◆ ACTION ITEM:
Only the lines holding the word "GraphPaths" are wanted; copy each of them from the listing.
"""
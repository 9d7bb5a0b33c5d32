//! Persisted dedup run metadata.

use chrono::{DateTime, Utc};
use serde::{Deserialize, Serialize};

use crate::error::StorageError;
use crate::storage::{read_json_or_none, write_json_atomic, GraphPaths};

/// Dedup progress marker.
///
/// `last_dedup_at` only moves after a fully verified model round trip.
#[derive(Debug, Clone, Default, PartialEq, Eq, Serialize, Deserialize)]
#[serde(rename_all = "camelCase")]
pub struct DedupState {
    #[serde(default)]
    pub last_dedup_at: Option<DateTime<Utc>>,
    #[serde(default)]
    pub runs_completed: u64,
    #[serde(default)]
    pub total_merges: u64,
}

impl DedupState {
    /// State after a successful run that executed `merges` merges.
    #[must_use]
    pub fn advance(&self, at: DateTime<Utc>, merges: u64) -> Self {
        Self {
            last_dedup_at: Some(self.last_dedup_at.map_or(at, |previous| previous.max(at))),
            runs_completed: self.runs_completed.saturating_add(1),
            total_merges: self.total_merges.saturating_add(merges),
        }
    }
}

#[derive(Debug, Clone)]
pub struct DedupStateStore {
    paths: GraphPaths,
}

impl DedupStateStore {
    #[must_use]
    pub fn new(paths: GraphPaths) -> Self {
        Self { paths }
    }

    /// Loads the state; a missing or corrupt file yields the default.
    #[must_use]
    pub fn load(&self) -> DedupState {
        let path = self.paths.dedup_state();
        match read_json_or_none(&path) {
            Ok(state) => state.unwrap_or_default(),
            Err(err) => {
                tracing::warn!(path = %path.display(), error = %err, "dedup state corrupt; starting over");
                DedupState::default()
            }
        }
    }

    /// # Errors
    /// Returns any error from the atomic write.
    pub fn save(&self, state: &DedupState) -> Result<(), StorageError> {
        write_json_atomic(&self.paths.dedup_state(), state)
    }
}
"""
◆ EXPECTED ANSWER:
use crate::storage::{read_json_or_none, write_json_atomic, GraphPaths};
    paths: GraphPaths,
    pub fn new(paths: GraphPaths) -> Self {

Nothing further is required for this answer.